Task requirements
What you give back must match the records below exactly.

The data

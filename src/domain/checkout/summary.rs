//! Checkout Summary slice

use rust_decimal::Decimal;
use tracing::warn;

use crate::{
    domain::cart::{AggregatedCart, CartItem, PrescriptionId},
    infra::storage::KeyValueStore,
};

/// The lines a customer is about to pay for, with their totals.
#[derive(Debug, Clone, PartialEq, serde::Serialize)]
#[serde(rename_all = "camelCase")]
pub struct CheckoutSummary {
    pub prescription_id: PrescriptionId,
    pub items: Vec<CartItem>,
    pub subtotal: Decimal,
    pub total: Decimal,
}

impl CheckoutSummary {
    /// Lines of `prescription_id`. When any line carries a selection flag, only selected
    /// lines are kept. Totals are derived from the lines alone, there are no discounts.
    pub fn for_prescription<S: KeyValueStore>(
        cart: &AggregatedCart<S>,
        prescription_id: &str,
    ) -> Self {
        // A blank id would select the whole cart.
        let items = if prescription_id.is_empty() {
            Vec::new()
        } else {
            cart.get_items_by_prescription(Some(prescription_id))
        };
        Self::from_items(prescription_id, items)
    }

    pub fn from_items<I>(prescription_id: &str, items: I) -> Self
    where
        I: IntoIterator<Item = CartItem>,
    {
        let items: Vec<CartItem> = items.into_iter().collect();
        let has_selection_flags = items.iter().any(|item| item.selected.is_some());
        let items: Vec<CartItem> = if has_selection_flags {
            items
                .into_iter()
                .filter(|item| item.selected == Some(true))
                .collect()
        } else {
            items
        };

        let mut subtotal = Decimal::ZERO;
        for item in &items {
            let Some(line_total) = item.line_total() else {
                warn!("CheckoutSummary: line {} has no usable price, counting it as zero.", item.id);
                continue;
            };
            match subtotal.checked_add(line_total) {
                Some(sum) => subtotal = sum,
                None => warn!("CheckoutSummary: line {} overflows the subtotal, counting it as zero.", item.id),
            }
        }

        Self {
            prescription_id: prescription_id.into(),
            items,
            subtotal,
            total: subtotal,
        }
    }

    pub fn is_empty(&self) -> bool {
        self.items.is_empty()
    }
}

//-------------------------- Tests -------------------------------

Written response
filename src/domain/checkout/summary.rs
//! Checkout Summary slice

use rust_decimal::Decimal;
use tracing::warn;

use crate::{
    domain::cart::{AggregatedCart, CartItem, PrescriptionId},
    infra::storage::KeyValueStore,
};

/// The lines a customer is about to pay for, with their totals.
#[derive(Debug, Clone, PartialEq, serde::Serialize)]
#[serde(rename_all = "camelCase")]
pub struct CheckoutSummary {
    pub prescription_id: PrescriptionId,
    pub items: Vec<CartItem>,
    pub subtotal: Decimal,
    pub total: Decimal,
}

impl CheckoutSummary {
    /// Lines of `prescription_id`. When any line carries a selection flag, only selected
    /// lines are kept. Totals are derived from the lines alone, there are no discounts.
    pub fn for_prescription<S: KeyValueStore>(
        cart: &AggregatedCart<S>,
        prescription_id: &str,
    ) -> Self {
        // A blank id would select the whole cart.
        let items = if prescription_id.is_empty() {
            Vec::new()
        } else {
            cart.get_items_by_prescription(Some(prescription_id))
        };
        Self::from_items(prescription_id, items)
    }

    pub fn from_items<I>(prescription_id: &str, items: I) -> Self
    where
        I: IntoIterator<Item = CartItem>,
    {
        let items: Vec<CartItem> = items.into_iter().collect();
        let has_selection_flags = items.iter().any(|item| item.selected.is_some());
        let items: Vec<CartItem> = if has_selection_flags {
            items
                .into_iter()
                .filter(|item| item.selected == Some(true))
                .collect()
        } else {
            items
        };

        let mut subtotal = Decimal::ZERO;
        for item in &items {
            let Some(line_total) = item.line_total() else {
                warn!("CheckoutSummary: line {} has no usable price, counting it as zero.", item.id);
                continue;
            };
            match subtotal.checked_add(line_total) {
                Some(sum) => subtotal = sum,
                None => warn!("CheckoutSummary: line {} overflows the subtotal, counting it as zero.", item.id),
            }
        }

        Self {
            prescription_id: prescription_id.into(),
            items,
            subtotal,
            total: subtotal,
        }
    }

    pub fn is_empty(&self) -> bool {
        self.items.is_empty()
    }
}

//-------------------------- Tests -------------------------------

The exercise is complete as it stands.